A culture that fosters PSYCHOLOGICAL SAFETY reduces unnecessary stress

February 11, 2022
Stress and work

When it comes to stress at work, there are two types of stress: “good” work-related stress that’s a natural part of the creative tension at play during work; and “bad” stress that comes from toxic management and a company culture that makes you feel unsafe. The second type could and should be avoided. It boils down to creating a culture that fosters psychological safety, so that people can actually focus on their work and stop wasting time worrying about the wrong things.


Psychological safety is defined as “being able to show and employ one’s self without fear of negative consequences of self-image, status or career”. It is “a condition in which you feel included, safe to learn, safe to contribute, and safe to challenge the status quo — all without fear of being embarrassed, marginalised or punished in some way” (Timothy R Clark, cited in Wikipedia). In short it is the shared belief that the team is safe to take the necessary risks to do its best work.


Teams that are psychologically safe are also more emotionally intelligent, more creative and more innovative. When they feel safe, people express more of their feelings, listen to others and feel listened to, and pay more attention to their emotions and those of others. They are more innovative because they feel free to suggest ideas and take risks without the fear of being embarrassed by the group.


That’s the subject of Daniel Coyle’s remarkable book The Culture Code, in which he explains that our brains are wired to crave all the “belonging cues” that the group can provide. These cues create an environment that feels safe. They must possess three qualities: 1. energy (in each exchange), 2. individualisation (each person is unique and valued), and 3. future orientation (with signals that the relationship will continue). Thus these cues tell our hyper-vigilant brains that they can stop worrying and shift into connection mode. Team cohesion depends on team members sending regular signals of safe connection.


How can you create a culture that fosters psychological safety?

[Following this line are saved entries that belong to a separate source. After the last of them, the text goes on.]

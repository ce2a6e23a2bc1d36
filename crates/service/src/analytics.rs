//! Read-only aggregates over the material list.

use rust_decimal::{Decimal, RoundingStrategy};
use serde::Serialize;

use ecoblock_core::{DomainError, DomainResult};
use ecoblock_inventory::MaterialRecord;

/// Maximum number of alternatives suggested for one material.
pub const MAX_ALTERNATIVES: usize = 5;

/// Carbon savings across the whole inventory, rounded to two places.
#[derive(Debug, Clone, Copy, PartialEq, Eq, Serialize)]
pub struct CarbonSummary {
    #[serde(with = "rust_decimal::serde::float")]
    pub total: Decimal,
    #[serde(with = "rust_decimal::serde::float")]
    pub average: Decimal,
}

/// Fails with `Validation` when the total does not fit in a `Decimal`.
pub fn carbon_summary(records: &[MaterialRecord]) -> DomainResult<CarbonSummary> {
    let total = records
        .iter()
        .map(MaterialRecord::carbon_savings_kg)
        .try_fold(Decimal::ZERO, |acc, kg| acc.checked_add(kg))
        .ok_or_else(|| DomainError::validation("total carbon savings overflows"))?;
    let average = if records.is_empty() {
        Decimal::ZERO
    } else {
        total / Decimal::from(records.len())
    };
    Ok(CarbonSummary {
        total: round2(total),
        average: round2(average),
    })
}

/// Other materials with strictly higher carbon savings than `reference`,
/// best first, at most [`MAX_ALTERNATIVES`].
pub fn greener_alternatives(
    reference: &MaterialRecord,
    records: &[MaterialRecord],
) -> Vec<MaterialRecord> {
    let mut better: Vec<MaterialRecord> = records
        .iter()
        .filter(|r| r.material_type() != reference.material_type())
        .filter(|r| r.carbon_savings_kg() > reference.carbon_savings_kg())
        .cloned()
        .collect();
    // Stable sort: ties keep insertion order.
    better.sort_by(|a, b| b.carbon_savings_kg().cmp(&a.carbon_savings_kg()));
    better.truncate(MAX_ALTERNATIVES);
    better
}

fn round2(value: Decimal) -> Decimal {
    value.round_dp_with_strategy(2, RoundingStrategy::MidpointAwayFromZero)
}
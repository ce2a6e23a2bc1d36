//! HTTP boundary: routing and request/response mapping onto `InventoryService`.
//!
//! Handlers hold no state of their own; every invariant lives in the service.

pub mod app;
pub mod middleware;
use std::sync::Arc;

use anyhow::Context;

use ecoblock_service::{InventoryService, ServiceConfig};

const ENV_BIND_ADDR: &str = "ECOBLOCK_BIND_ADDR";
const DEFAULT_BIND_ADDR: &str = "0.0.0.0:8080";

#[tokio::main]
async fn main() -> anyhow::Result<()> {
    ecoblock_observability::init();

    let config = ServiceConfig::from_env();
    tracing::info!(?config, "starting ecoblock api");

    let service = InventoryService::in_memory(&config).context("invalid service configuration")?;
    let app = ecoblock_api::app::build_app(Arc::new(service));

    let addr = std::env::var(ENV_BIND_ADDR).unwrap_or_else(|_| DEFAULT_BIND_ADDR.to_string());
    let listener = tokio::net::TcpListener::bind(&addr)
        .await
        .with_context(|| format!("failed to bind {addr}"))?;

    tracing::info!("listening on {}", listener.local_addr()?);

    axum::serve(listener, app).await.context("server error")?;
    Ok(())
}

Daniel Coyle as well as Liz Fosslien and Molly West Duffy, the authors of No Hard Feelings, suggest it’s ultimately about the “little things”: “emotional culture cascades from you: why small actions make a big difference” (No Hard Feelings).


Here are 9 things you can do to improve psychological safety for your team:


  1. Acknowledge personal lives: understanding what people are going through makes it easier to treat them with empathy. Without invading their privacy, you can make room for their personal constraints.
  2. Share meals: “eating together has a long, primal tradition as a kind of social glue.” There are few things that are as beneficial to team cohesion and belonging.
  3. Create a sense of belonging with microactions—small positive actions you can take, like: having coffee with a person you don’t know well, helping a new employee get to know others, not multitasking when somebody speaks to you…
  4. Focus on onboarding: a warm welcome goes a long way. New recruits get to know from the start how they can contribute to the psychological safety of others. A system of “culture buddies” can be of great help for new hires to understand the culture.
  5. Ask clarifying questions to make it okay for others to do the same (for example, when somebody uses jargon or an acronym). Pretending to know something is one of the most easily avoidable sources of stress!
  6. Suggest a bad ideas brainstorm for team members to throw out purposefully absurd ideas. The exercise takes pressure off and helps people be more adventurous. And it’s fun (laughing is amazing to fight stress!).
  7. Create team agreements, lists of ground rules for how people should treat one another.
  8. Accept that there will be fights and make them good ones: by understanding your biases, inviting structured criticism, conducting postmortems.
  9. Let go of the jerks even if they seem to be high performers: “Jerks undermine psychological safety by preying on vulnerability and leaving others feeling belittled and deenergized”.